■ Problem to work on ■
Restating the data word for word is all that is required.
------ Extracted data
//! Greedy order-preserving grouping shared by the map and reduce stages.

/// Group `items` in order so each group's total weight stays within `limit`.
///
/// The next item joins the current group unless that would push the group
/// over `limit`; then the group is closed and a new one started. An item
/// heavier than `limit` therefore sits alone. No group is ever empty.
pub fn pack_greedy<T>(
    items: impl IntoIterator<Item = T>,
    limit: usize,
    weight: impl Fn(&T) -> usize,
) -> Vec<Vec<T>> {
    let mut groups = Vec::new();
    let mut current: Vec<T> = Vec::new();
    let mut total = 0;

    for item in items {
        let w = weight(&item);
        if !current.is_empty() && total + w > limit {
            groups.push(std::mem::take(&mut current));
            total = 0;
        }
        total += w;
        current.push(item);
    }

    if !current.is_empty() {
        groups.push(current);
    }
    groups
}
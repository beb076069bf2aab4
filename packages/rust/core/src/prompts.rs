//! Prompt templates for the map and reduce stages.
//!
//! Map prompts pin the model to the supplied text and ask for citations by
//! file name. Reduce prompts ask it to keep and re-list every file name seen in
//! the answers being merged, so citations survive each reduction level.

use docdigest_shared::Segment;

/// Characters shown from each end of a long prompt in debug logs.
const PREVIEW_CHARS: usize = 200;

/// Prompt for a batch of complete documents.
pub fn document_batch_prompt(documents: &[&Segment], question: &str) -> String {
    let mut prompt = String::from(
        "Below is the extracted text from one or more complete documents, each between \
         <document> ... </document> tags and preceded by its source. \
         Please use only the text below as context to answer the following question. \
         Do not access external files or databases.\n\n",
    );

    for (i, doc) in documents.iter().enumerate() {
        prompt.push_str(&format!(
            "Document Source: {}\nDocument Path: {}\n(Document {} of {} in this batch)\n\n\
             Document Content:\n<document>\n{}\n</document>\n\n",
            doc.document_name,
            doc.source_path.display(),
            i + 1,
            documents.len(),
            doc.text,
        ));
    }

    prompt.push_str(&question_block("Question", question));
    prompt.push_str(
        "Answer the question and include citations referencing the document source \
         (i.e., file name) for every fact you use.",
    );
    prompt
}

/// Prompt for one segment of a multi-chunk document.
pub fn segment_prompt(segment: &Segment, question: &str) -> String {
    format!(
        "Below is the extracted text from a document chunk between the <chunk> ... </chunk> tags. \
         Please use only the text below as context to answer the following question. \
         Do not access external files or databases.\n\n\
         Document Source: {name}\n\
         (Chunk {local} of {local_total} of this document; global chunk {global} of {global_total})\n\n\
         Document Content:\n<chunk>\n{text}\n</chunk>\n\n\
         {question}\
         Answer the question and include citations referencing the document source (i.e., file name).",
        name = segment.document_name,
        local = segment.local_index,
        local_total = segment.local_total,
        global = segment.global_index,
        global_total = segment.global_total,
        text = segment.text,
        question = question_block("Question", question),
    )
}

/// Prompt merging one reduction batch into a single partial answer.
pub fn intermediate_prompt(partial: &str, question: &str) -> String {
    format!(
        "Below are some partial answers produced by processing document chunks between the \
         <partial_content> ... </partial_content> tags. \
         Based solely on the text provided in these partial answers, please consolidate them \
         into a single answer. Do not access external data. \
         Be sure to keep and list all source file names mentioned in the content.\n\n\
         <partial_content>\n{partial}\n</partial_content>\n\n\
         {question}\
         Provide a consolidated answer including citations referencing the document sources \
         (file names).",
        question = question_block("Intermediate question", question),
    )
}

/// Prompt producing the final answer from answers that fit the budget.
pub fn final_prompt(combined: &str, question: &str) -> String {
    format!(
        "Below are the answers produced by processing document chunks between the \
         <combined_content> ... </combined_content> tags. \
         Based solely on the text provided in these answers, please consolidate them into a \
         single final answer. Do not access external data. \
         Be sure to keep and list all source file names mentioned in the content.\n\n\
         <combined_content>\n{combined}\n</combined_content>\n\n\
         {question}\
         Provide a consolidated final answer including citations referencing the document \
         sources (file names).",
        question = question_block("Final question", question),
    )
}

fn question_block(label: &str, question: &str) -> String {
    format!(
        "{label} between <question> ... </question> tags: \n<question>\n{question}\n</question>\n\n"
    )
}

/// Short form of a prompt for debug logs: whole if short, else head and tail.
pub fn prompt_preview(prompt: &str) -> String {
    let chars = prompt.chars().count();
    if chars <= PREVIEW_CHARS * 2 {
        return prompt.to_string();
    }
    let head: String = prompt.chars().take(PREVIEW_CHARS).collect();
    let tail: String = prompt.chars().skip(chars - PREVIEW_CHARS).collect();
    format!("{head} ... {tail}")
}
------------
■ Solution to the exercise ■
//! Greedy order-preserving grouping shared by the map and reduce stages.

/// Group `items` in order so each group's total weight stays within `limit`.
///
/// The next item joins the current group unless that would push the group
/// over `limit`; then the group is closed and a new one started. An item
/// heavier than `limit` therefore sits alone. No group is ever empty.
pub fn pack_greedy<T>(
    items: impl IntoIterator<Item = T>,
    limit: usize,
    weight: impl Fn(&T) -> usize,
) -> Vec<Vec<T>> {
    let mut groups = Vec::new();
    let mut current: Vec<T> = Vec::new();
    let mut total = 0;

    for item in items {
        let w = weight(&item);
        if !current.is_empty() && total + w > limit {
            groups.push(std::mem::take(&mut current));
            total = 0;
        }
        total += w;
        current.push(item);
    }

    if !current.is_empty() {
        groups.push(current);
    }
    groups
}
repository beb076069bf2aab4
filename packages/rust/core/src/prompts.rs
//! Prompt templates for the map and reduce stages.
//!
//! Map prompts pin the model to the supplied text and ask for citations by
//! file name. Reduce prompts ask it to keep and re-list every file name seen in
//! the answers being merged, so citations survive each reduction level.

use docdigest_shared::Segment;

/// Characters shown from each end of a long prompt in debug logs.
const PREVIEW_CHARS: usize = 200;

/// Prompt for a batch of complete documents.
pub fn document_batch_prompt(documents: &[&Segment], question: &str) -> String {
    let mut prompt = String::from(
        "Below is the extracted text from one or more complete documents, each between \
         <document> ... </document> tags and preceded by its source. \
         Please use only the text below as context to answer the following question. \
         Do not access external files or databases.\n\n",
    );

    for (i, doc) in documents.iter().enumerate() {
        prompt.push_str(&format!(
            "Document Source: {}\nDocument Path: {}\n(Document {} of {} in this batch)\n\n\
             Document Content:\n<document>\n{}\n</document>\n\n",
            doc.document_name,
            doc.source_path.display(),
            i + 1,
            documents.len(),
            doc.text,
        ));
    }

    prompt.push_str(&question_block("Question", question));
    prompt.push_str(
        "Answer the question and include citations referencing the document source \
         (i.e., file name) for every fact you use.",
    );
    prompt
}

/// Prompt for one segment of a multi-chunk document.
pub fn segment_prompt(segment: &Segment, question: &str) -> String {
    format!(
        "Below is the extracted text from a document chunk between the <chunk> ... </chunk> tags. \
         Please use only the text below as context to answer the following question. \
         Do not access external files or databases.\n\n\
         Document Source: {name}\n\
         (Chunk {local} of {local_total} of this document; global chunk {global} of {global_total})\n\n\
         Document Content:\n<chunk>\n{text}\n</chunk>\n\n\
         {question}\
         Answer the question and include citations referencing the document source (i.e., file name).",
        name = segment.document_name,
        local = segment.local_index,
        local_total = segment.local_total,
        global = segment.global_index,
        global_total = segment.global_total,
        text = segment.text,
        question = question_block("Question", question),
    )
}

/// Prompt merging one reduction batch into a single partial answer.
pub fn intermediate_prompt(partial: &str, question: &str) -> String {
    format!(
        "Below are some partial answers produced by processing document chunks between the \
         <partial_content> ... </partial_content> tags. \
         Based solely on the text provided in these partial answers, please consolidate them \
         into a single answer. Do not access external data. \
         Be sure to keep and list all source file names mentioned in the content.\n\n\
         <partial_content>\n{partial}\n</partial_content>\n\n\
         {question}\
         Provide a consolidated answer including citations referencing the document sources \
         (file names).",
        question = question_block("Intermediate question", question),
    )
}

/// Prompt producing the final answer from answers that fit the budget.
pub fn final_prompt(combined: &str, question: &str) -> String {
    format!(
        "Below are the answers produced by processing document chunks between the \
         <combined_content> ... </combined_content> tags. \
         Based solely on the text provided in these answers, please consolidate them into a \
         single final answer. Do not access external data. \
         Be sure to keep and list all source file names mentioned in the content.\n\n\
         <combined_content>\n{combined}\n</combined_content>\n\n\
         {question}\
         Provide a consolidated final answer including citations referencing the document \
         sources (file names).",
        question = question_block("Final question", question),
    )
}

fn question_block(label: &str, question: &str) -> String {
    format!(
        "{label} between <question> ... </question> tags: \n<question>\n{question}\n</question>\n\n"
    )
}

/// Short form of a prompt for debug logs: whole if short, else head and tail.
pub fn prompt_preview(prompt: &str) -> String {
    let chars = prompt.chars().count();
    if chars <= PREVIEW_CHARS * 2 {
        return prompt.to_string();
    }
    let head: String = prompt.chars().take(PREVIEW_CHARS).collect();
    let tail: String = prompt.chars().skip(chars - PREVIEW_CHARS).collect();
    format!("{head} ... {tail}")
}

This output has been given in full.